In the Flood model, there’s a plausible account of how the sediments were deposited, as well as how they could have been carved rapidly when still soft. It’s not miraculous. Flood theory uses known physical mechanisms, except on a “grand” scale. We can see analogs in smaller canyons, in the Channeled Scablands of Washington, and in the canyons below Mt. St. Helens. These show that it doesn’t take long to get massive erosion over a wide area. Additionally, creationists can appeal to other observational evidence for rapid canyon formation: the nautiloid beds, the lack of truncated faults, the huge boulders in the Tapeats, exposures of massive soft-sediment deformation across multiple formations (of different “geological ages”), evidence for hypercanes in hummocky cross-stratification, and more. They can show that radiometric dating methods give vastly inconsistent results, sometimes implausible (like “young” volcanoes on the rim dating “older” than volcanic layers at the bottom). What’s more, the Flood model is parsimonious. Creationists don’t need to invent ad-hoc stories to explain away gaps between strata of 6 million years, 10 million years, 100 million years, a billion years – gaps required by evolutionary theory that left no evidence of their existence. It’s time for Biblical creationists to get more gumption for arguing against long ages as ignorant folly by secular ideologues.

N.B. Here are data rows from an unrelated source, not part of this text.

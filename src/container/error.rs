//! Lifecycle outcomes and errors

use thiserror::Error;

use crate::engine::EngineError;
use crate::paths::UnmappablePath;
use crate::store::StoreError;
use crate::volumes::ProvisioningError;

/// Successful result of a start request
#[derive(Debug, Clone, PartialEq, Eq)]
pub enum StartOutcome {
    Started {
        container_id: String,
        image: String,
        /// Why the fallback image was used, if it was
        diagnostic: Option<String>,
    },
    /// The container was already running, or another actor created it concurrently
    AlreadyRunning { container_id: Option<String> },
}

#[derive(Debug, Clone, Copy, PartialEq, Eq)]
pub enum StopOutcome {
    Stopped,
    NotRunning,
}

#[derive(Debug, Clone, Copy, PartialEq, Eq)]
pub enum RestartOutcome {
    Restarted,
    NotRunning,
}

/// Lifecycle failures; benign no-ops are outcomes, not errors
#[derive(Debug, Error)]
pub enum NodeError {
    #[error(transparent)]
    Store(#[from] StoreError),

    #[error("container engine unavailable: {0}")]
    EngineUnavailable(String),

    #[error("container engine error: {0}")]
    Engine(String),

    #[error("{0}")]
    Conflict(String),

    #[error("node container {0} is not running")]
    NotRunning(String),

    #[error(transparent)]
    Unmappable(#[from] UnmappablePath),

    #[error(transparent)]
    Provisioning(#[from] ProvisioningError),
}

impl From<EngineError> for NodeError {
    fn from(err: EngineError) -> Self {
        if err.is_unreachable() {
            NodeError::EngineUnavailable(err.to_string())
        } else {
            NodeError::Engine(err.to_string())
        }
    }
}
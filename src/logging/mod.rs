//! Logging module for the node manager
//!
//! Provides structured logging with tracing, supporting JSON output for production
//! and pretty printing for development.

use std::fs::{File, OpenOptions};
use std::path::Path;

use anyhow::{Context, Result};
use tracing::Level;
use tracing_subscriber::{
    fmt::{self, format::FmtSpan, writer::MakeWriterExt},
    layer::SubscriberExt,
    util::SubscriberInitExt,
    EnvFilter,
};

const LOG_FILE: &str = "node-manager.log";

/// Initialize the logging/tracing system
pub fn init_logging(log_level: &str, log_dir: &Path) -> Result<()> {
    let level = parse_level(log_level);

    // Build filter from level or RUST_LOG env var
    let filter = EnvFilter::try_from_default_env()
        .unwrap_or_else(|_| EnvFilter::new(format!("node_manager={},tower_http=info", level)));

    let log_file = open_log_file(log_dir)?;

    if atty::is(atty::Stream::Stdout) {
        // Development: pretty colored output to stdout + JSON to file
        let stdout_layer = fmt::layer()
            .with_target(true)
            .with_file(true)
            .with_line_number(true)
            .with_span_events(FmtSpan::CLOSE)
            .pretty()
            .with_writer(std::io::stdout);

        let file_layer = fmt::layer()
            .with_target(true)
            .with_thread_ids(true)
            .with_file(true)
            .with_line_number(true)
            .json()
            .with_writer(log_file.and(std::io::stderr.with_max_level(Level::ERROR)));

        tracing_subscriber::registry()
            .with(filter)
            .with(stdout_layer)
            .with(file_layer)
            .init();
    } else {
        // Production: JSON output to both stdout and file
        let fmt_layer = fmt::layer()
            .with_target(true)
            .with_thread_ids(true)
            .with_file(true)
            .with_line_number(true)
            .json()
            .with_writer(log_file.and(std::io::stdout));

        tracing_subscriber::registry()
            .with(filter)
            .with(fmt_layer)
            .init();
    }

    Ok(())
}

fn parse_level(log_level: &str) -> Level {
    match log_level.to_lowercase().as_str() {
        "trace" => Level::TRACE,
        "debug" => Level::DEBUG,
        "warn" | "warning" => Level::WARN,
        "error" => Level::ERROR,
        _ => Level::INFO,
    }
}

/// Open the JSON log file, falling back to `./logs` when `log_dir` is not writable
fn open_log_file(log_dir: &Path) -> Result<File> {
    let open = |dir: &Path| -> std::io::Result<File> {
        std::fs::create_dir_all(dir)?;
        OpenOptions::new()
            .create(true)
            .append(true)
            .open(dir.join(LOG_FILE))
    };

    open(log_dir)
        .or_else(|_| open(Path::new("./logs")))
        .with_context(|| format!("Failed to open log file in {}", log_dir.display()))
}

/// Check if stdout is a terminal
mod atty {
    pub enum Stream {
        Stdout,
    }

    pub fn is(_stream: Stream) -> bool {
        #[cfg(unix)]
        {
            unsafe { libc::isatty(libc::STDOUT_FILENO) != 0 }
        }
        #[cfg(not(unix))]
        {
            false
        }
    }
}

The evidence fits the creation model much better. There are debates between creationists about details, to be sure, but nothing on the scale reflected in the quotes above. The secularists have such large problems because they have a prior commitment to an old earth. Given their indoctrination throughout school, we can understand the secularists’ incredulity at Biblical dates of 6,000 to 10,000 years (Bill Nye’s attitude is typical—see Evolution News & Views video clip). OK, then, will they accept 30,000? A hundred thousand? How about a million? Of course not, because the Darwinians would never let them get away with ages that low, because they need the time for Tinker Bell to make birds out of dinosaurs and scientists out of amebas. But the long ages are unobserved and racked with problems! Secular geologists may know how to read helium levels in a rock, but they don’t know, and cannot know, the answer to the question before them. Why should anyone follow the pied pipers who can’t converge on a reasonable answer for 140 years of trying? Time’s up. Think outside the box.